How George Lucas would have finished Luke Skywalker's story

Specifically, Hamill noted that while Lucas had indeed planned to kill off Luke, he didn't intend to do so until the end of Episode 9; you'll recall that Luke essentially sacrificed himself at the conclusion of Star Wars: The Last Jedi in order to allow the besieged remains of the Resistance to escape the First Order onslaught on Crait. In Lucas' version of the sequel trilogy, though, Luke would have had another order of business to attend to in the next film: training his sister, Leia, in the ways of the Jedi.
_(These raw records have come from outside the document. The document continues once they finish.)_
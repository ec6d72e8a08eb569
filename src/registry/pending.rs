use std::time::Instant;

use parking_lot::{Condvar, Mutex};

use crate::config::BusyPolicy;
use crate::error::{Error, Result};
use crate::layout::LogMetadataInfo;

/// Serializes writes to one log.
///
/// Holds the metadata image of the write in flight, from the moment the
/// write is accepted until its metadata commit (or failure) completes.
#[derive(Default)]
pub(crate) struct PendingWrite {
    image: Mutex<Option<LogMetadataInfo>>,
    cond: Condvar,
}

impl PendingWrite {
    /// Take the write slot for `image`.
    pub(crate) fn begin(&self, image: LogMetadataInfo, policy: BusyPolicy) -> Result<()> {
        let mut guard = self.image.lock();
        while guard.is_some() {
            if policy == BusyPolicy::FailFast {
                return Err(Error::Busy(image.id));
            }
            self.cond.wait(&mut guard);
        }
        *guard = Some(image);
        Ok(())
    }

    /// Release the write slot and wake every waiter.
    pub(crate) fn finish(&self) -> Option<LogMetadataInfo> {
        let mut guard = self.image.lock();
        let image = guard.take();
        self.cond.notify_all();
        image
    }

    /// Version of the write in flight, if any.
    #[cfg(test)]
    pub(crate) fn in_flight_version(&self) -> Option<i64> {
        self.image.lock().as_ref().map(|image| image.version)
    }

    /// Block until `done` holds or `deadline` passes. `done` is re-checked
    /// after every [`PendingWrite::finish`].
    pub(crate) fn wait_until(&self, deadline: Instant, done: impl Fn() -> bool) -> bool {
        let mut guard = self.image.lock();
        loop {
            if done() {
                return true;
            }
            if self.cond.wait_until(&mut guard, deadline).timed_out() {
                return done();
            }
        }
    }
}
In his talk with IGN, Hamill lamented that this narrative thread was "never played upon" in The Last Jedi, even though that film — the only one of the sequel flicks to be co-written and directed by Rian Johnson rather than J.J. Abrams — was reportedly more in line with Lucas' vision for the trilogy. Of course, it goes without saying that Fisher's death in 2016 resulted in Leia's role in The Last Jedi and The Rise of Skywalker being greatly diminished, although given Lucas' affinity for (some might say overzealous reliance on) CGI, it doesn't necessarily follow that this would have been the case had he remained in charge.

George Lucas' Star Wars 9 would have had a major change for Emperor Palpatine

It's pretty easy to pinpoint some of the other major ways in which Lucas' sequel trilogy would have differed from the one we got; for one thing, they would have centered on completely different characters, as Rey (Daisy Ridley), Poe (Oscar Isaac), Finn (John Boyega), and Kylo Ren/Ben Solo (Adam Driver) were not his creations. Yes, Lucas did intend to bring back Luke, Leia, and Han Solo — but in regard to Rise of Skywalker in particular, there's one returning character from that film that would not have made the cut in Lucas' version.
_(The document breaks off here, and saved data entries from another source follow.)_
//! Shared test utilities for crash consistency and fault injection tests.

#![allow(dead_code)]

use std::io;
use std::ops::Range;
use std::sync::atomic::{AtomicBool, AtomicU64, Ordering};
use std::sync::Arc;
use std::time::{Duration, Instant};

use parking_lot::{Condvar, Mutex};
use rand::rngs::StdRng;
use rand::SeedableRng;

use nvlog::device::{LocalDriver, MemNamespace, SyncStorageDevice};
use nvlog::layout::{info_page_offset, SEGMENT_SIZE};
use nvlog::{EngineConfig, LogEngine};

/// Default namespace size for tests: seven usable segments.
pub const TEST_CAPACITY: u64 = 8 * SEGMENT_SIZE;

/// A write or flush that reached the device, in arrival order.
#[derive(Debug, Clone, Copy, PartialEq, Eq)]
pub enum DeviceOp {
    Write(u64),
    Flush,
}

/// A fault-injection wrapper around a shared [`MemNamespace`].
///
/// Writes overlapping an armed byte range fail with `io::ErrorKind::Other`
/// until the range is cleared, and [`FaultInjectionDevice::hold_writes`]
/// parks writers until released. The inner namespace stays reachable so a
/// later engine can reopen the same bytes.
pub struct FaultInjectionDevice {
    inner: Arc<MemNamespace>,
    fail_range: Mutex<Option<Range<u64>>>,
    fail_once: AtomicBool,
    fail_flushes: AtomicBool,
    held: Mutex<bool>,
    released: Condvar,
    parked: AtomicU64,
    write_count: AtomicU64,
    failed_writes: AtomicU64,
    ops: Mutex<Vec<DeviceOp>>,
}

impl FaultInjectionDevice {
    pub fn new(inner: Arc<MemNamespace>) -> Self {
        Self {
            inner,
            fail_range: Mutex::new(None),
            fail_once: AtomicBool::new(false),
            fail_flushes: AtomicBool::new(false),
            held: Mutex::new(false),
            released: Condvar::new(),
            parked: AtomicU64::new(0),
            write_count: AtomicU64::new(0),
            failed_writes: AtomicU64::new(0),
            ops: Mutex::new(Vec::new()),
        }
    }

    pub fn inner(&self) -> &Arc<MemNamespace> {
        &self.inner
    }

    /// Fail every write touching `range`.
    pub fn fail_writes_in(&self, range: Range<u64>) {
        self.fail_once.store(false, Ordering::SeqCst);
        *self.fail_range.lock() = Some(range);
    }

    /// Fail only the next write of the info page of slot `id`.
    pub fn fail_info_page_once(&self, id: u32) {
        self.fail_info_page(id);
        self.fail_once.store(true, Ordering::SeqCst);
    }

    /// Fail every flush until [`FaultInjectionDevice::clear_faults`].
    pub fn fail_flushes(&self) {
        self.fail_flushes.store(true, Ordering::SeqCst);
    }

    /// Fail writes of the info page of metadata slot `id`.
    pub fn fail_info_page(&self, id: u32) {
        let start = info_page_offset(id as usize);
        self.fail_writes_in(start..start + 4096);
    }

    /// Fail writes anywhere past the metadata segment.
    pub fn fail_data_writes(&self) {
        self.fail_writes_in(SEGMENT_SIZE..u64::MAX);
    }

    pub fn clear_faults(&self) {
        *self.fail_range.lock() = None;
        self.fail_flushes.store(false, Ordering::SeqCst);
    }

    /// Block every write until [`FaultInjectionDevice::release_writes`].
    pub fn hold_writes(&self) {
        *self.held.lock() = true;
    }

    pub fn release_writes(&self) {
        *self.held.lock() = false;
        self.released.notify_all();
    }

    /// Wait until `writers` writes are parked by the hold gate.
    pub fn wait_parked(&self, writers: u64) -> bool {
        let deadline = Instant::now() + Duration::from_secs(10);
        while self.parked.load(Ordering::SeqCst) < writers {
            if Instant::now() > deadline {
                return false;
            }
            std::thread::sleep(Duration::from_millis(1));
        }
        true
    }

    pub fn ops(&self) -> Vec<DeviceOp> {
        self.ops.lock().clone()
    }

    pub fn clear_ops(&self) {
        self.ops.lock().clear();
    }

    pub fn flush_count(&self) -> usize {
        self.ops().iter().filter(|op| **op == DeviceOp::Flush).count()
    }

    pub fn write_count(&self) -> u64 {
        self.write_count.load(Ordering::SeqCst)
    }

    pub fn failed_writes(&self) -> u64 {
        self.failed_writes.load(Ordering::SeqCst)
    }
}

impl SyncStorageDevice for FaultInjectionDevice {
    fn read_sync(&self, offset: u64, buf: &mut [u8]) -> io::Result<usize> {
        self.inner.read_sync(offset, buf)
    }

    fn write_sync(&self, offset: u64, buf: &[u8]) -> io::Result<usize> {
        {
            let mut held = self.held.lock();
            if *held {
                self.parked.fetch_add(1, Ordering::SeqCst);
                while *held {
                    self.released.wait(&mut held);
                }
                self.parked.fetch_sub(1, Ordering::SeqCst);
            }
        }
        self.write_count.fetch_add(1, Ordering::SeqCst);
        self.ops.lock().push(DeviceOp::Write(offset));
        let mut armed = self.fail_range.lock();
        if let Some(range) = armed.clone() {
            let end = offset + buf.len() as u64;
            if offset < range.end && range.start < end {
                if self.fail_once.swap(false, Ordering::SeqCst) {
                    *armed = None;
                }
                self.failed_writes.fetch_add(1, Ordering::SeqCst);
                return Err(io::Error::new(
                    io::ErrorKind::Other,
                    format!("injected write failure at offset {offset}"),
                ));
            }
        }
        drop(armed);
        self.inner.write_sync(offset, buf)
    }

    fn flush_sync(&self) -> io::Result<()> {
        self.ops.lock().push(DeviceOp::Flush);
        if self.fail_flushes.load(Ordering::SeqCst) {
            return Err(io::Error::new(io::ErrorKind::Other, "injected flush failure"));
        }
        self.inner.flush_sync()
    }

    fn capacity_sync(&self) -> u64 {
        self.inner.capacity_sync()
    }

    fn sector_size(&self) -> usize {
        SyncStorageDevice::sector_size(&*self.inner)
    }
}

/// A fresh sparse namespace of [`TEST_CAPACITY`] bytes.
pub fn namespace() -> Arc<MemNamespace> {
    Arc::new(MemNamespace::new(TEST_CAPACITY))
}

/// An engine over `namespace` with the default configuration.
pub fn engine(namespace: &Arc<MemNamespace>) -> LogEngine<MemNamespace> {
    engine_with(namespace, EngineConfig::default())
}

pub fn engine_with(
    namespace: &Arc<MemNamespace>,
    config: EngineConfig,
) -> LogEngine<MemNamespace> {
    let driver = LocalDriver::single("mem0", Arc::clone(namespace));
    LogEngine::init(&driver, config).expect("engine init")
}

/// An engine over a fault-injecting wrapper of `namespace`.
pub fn faulty_engine(
    namespace: &Arc<MemNamespace>,
) -> (LogEngine<FaultInjectionDevice>, Arc<FaultInjectionDevice>) {
    faulty_engine_with(namespace, EngineConfig::default())
}

pub fn faulty_engine_with(
    namespace: &Arc<MemNamespace>,
    config: EngineConfig,
) -> (LogEngine<FaultInjectionDevice>, Arc<FaultInjectionDevice>) {
    let device = Arc::new(FaultInjectionDevice::new(Arc::clone(namespace)));
    let driver = LocalDriver::single("faulty0", Arc::clone(&device));
    let engine = LogEngine::init(&driver, config).expect("engine init");
    (engine, device)
}

/// Payload `len` bytes long, filled with `byte`.
pub fn payload(byte: u8, len: usize) -> Vec<u8> {
    vec![byte; len]
}

fn env_u64(name: &str) -> Option<u64> {
    std::env::var(name).ok()?.trim().parse::<u64>().ok()
}

/// Seed and step count of a randomized test, overridable through
/// `NVLOG_FUZZ_SEED` and `NVLOG_FUZZ_STEPS`.
pub fn fuzz_params(tag: &str, default_steps: usize) -> (u64, usize) {
    let mut seed = env_u64("NVLOG_FUZZ_SEED").unwrap_or(0x6e76_6c6f_6700_0001);
    for (i, b) in tag.as_bytes().iter().enumerate() {
        seed ^= (*b as u64) << ((i % 8) * 8);
        seed = seed.rotate_left(13).wrapping_mul(0x9E37_79B9_7F4A_7C15);
    }
    let steps = env_u64("NVLOG_FUZZ_STEPS")
        .map(|s| s as usize)
        .unwrap_or(default_steps);
    (seed, steps)
}

pub fn rng(seed: u64) -> StdRng {
    StdRng::seed_from_u64(seed)
}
This would be Ian McDiarmid's Emperor Palpatine, whose controversial return was the idea of Abrams and whose big comeback McDiarmid recently admitted to being blindsided by, for a simple reason. Speaking with Digital Spy, the actor revealed that Lucas had no further plans for the character — at least not in terms of the films' in-universe chronology — after his apparent demise during the climax of Star Wars: Return of the Jedi. "I thought I was dead! I thought [Palpatine] was dead," McDiarmid said. "Because when we did Return of the Jedi, and I was thrown down that chute to Galactic Hell... I said, 'Oh, does he come back?' And [Lucas] said, 'No, he's dead.' So I just accepted that. But then, of course, I didn't know I was going to be doing the prequels, so in a sense he wasn't dead, because we went back to revisit him when he was a young man. But I was totally surprised by [his return in Rise of Skywalker]."
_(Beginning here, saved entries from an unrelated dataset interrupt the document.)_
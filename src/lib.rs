//! nvlog - An append-only multi-log engine over raw block namespaces
//!
//! Up to 1024 named logs share one namespace. Each log addresses two
//! private virtual spaces, one for its 64-byte entry records and one for
//! payloads, backed on demand by 64 MiB segments. A global metadata table
//! in the first segment maps virtual segments to physical ones and records
//! each log's head, tail and version.
//!
//! # Features
//!
//! - Atomic multi-part appends: payload and entry land first, then the
//!   metadata commit publishes the new tail and version
//! - Crash consistency: a log recovers to its last completed metadata commit
//! - Dedicated worker threads owning device queue pairs, with a single
//!   metadata worker keeping commits ordered
//! - Synchronous and asynchronous durability modes
//!
//! # Quick Start
//!
//! ```rust,ignore
//! use std::sync::Arc;
//! use nvlog::prelude::*;
//!
//! let namespace = Arc::new(MemNamespace::new(4 * SEGMENT_SIZE));
//! let driver = LocalDriver::single("mem0", namespace);
//! let engine = LogEngine::init(&driver, EngineConfig::default())?;
//!
//! let log = engine.load("orders")?;
//! let request = AppendRequest::at_tail(&log.metadata, b"hello".to_vec(), 0, 1);
//! engine.append(log.id, request, Durability::Sync)?;
//! assert_eq!(engine.read_data(log.id, 0)?, b"hello");
//! ```

#![warn(missing_docs)]

mod allocator;
pub mod config;
pub mod device;
pub mod engine;
pub mod error;
mod io;
pub mod layout;
mod registry;

pub use config::{BusyPolicy, ConfigError, EngineConfig, NvlogConfig};
pub use engine::{AppendRequest, Durability, EngineStats, LoadOutcome, LogEngine, LogHandle};
pub use error::{Error, Result};
pub use io::WorkerStatsSnapshot;
pub use layout::{LogEntry, LogMetadataInfo};

/// Utility for size literals
pub mod size {
    /// 1 KiB in bytes
    pub const KIB: u64 = 1024;
    /// 1 MiB in bytes
    pub const MIB: u64 = 1024 * KIB;
    /// 1 GiB in bytes
    pub const GIB: u64 = 1024 * MIB;
}

/// Prelude module for common imports
pub mod prelude {
    pub use crate::config::{BusyPolicy, EngineConfig};
    pub use crate::device::{FileNamespace, LocalDriver, MemNamespace, StorageDevice};
    pub use crate::engine::{AppendRequest, Durability, LogEngine, LogHandle};
    pub use crate::error::{Error, Result};
    pub use crate::layout::{LogEntry, LogMetadataInfo, SEGMENT_SIZE};
}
George Lucas would have leaned into microbiotics for his own Star Wars 9

We can also glean from Lucas' own remarks that, while the iconic principal characters from the original trilogy would have played a major role in his version of the trilogy, the focus of the plot would have been... slightly more esoteric than that of the Disney trilogy. In 2018, a quote from the companion book to the AMC docu-series James Cameron's Story of Science Fiction made the rounds online, and it revealed that Lucas had at one point been prepared to take the story in directions nobody could have foreseen.

"[The sequel films] were going to get into a microbiotic world," Lucas explained. "There's this world of creatures that operate differently than we do. I call them the Whills. And the Whills are the ones who actually control the universe. They feed off the Force... If I'd held onto the company I could have done it, and then it would have been done. Of course, a lot of the fans would have hated it, just like they did Phantom Menace and everything, but at least the whole story from beginning to end would be told." (via Collider)

Well, this certainly would have been... interesting, and given many observers' gripes that the Disney sequel trilogy suffered from the lack of an overall cohesive vision, Lucas' version may even have proven to be more satisfying for the franchise's fans. It's tough to say, but we feel comfortable in stating one thing, at the very least: however you may have felt about them, Disney's sequels were chock full of dialogue that didn't make us cringe. That's one feat that Lucas has never been able to pull off.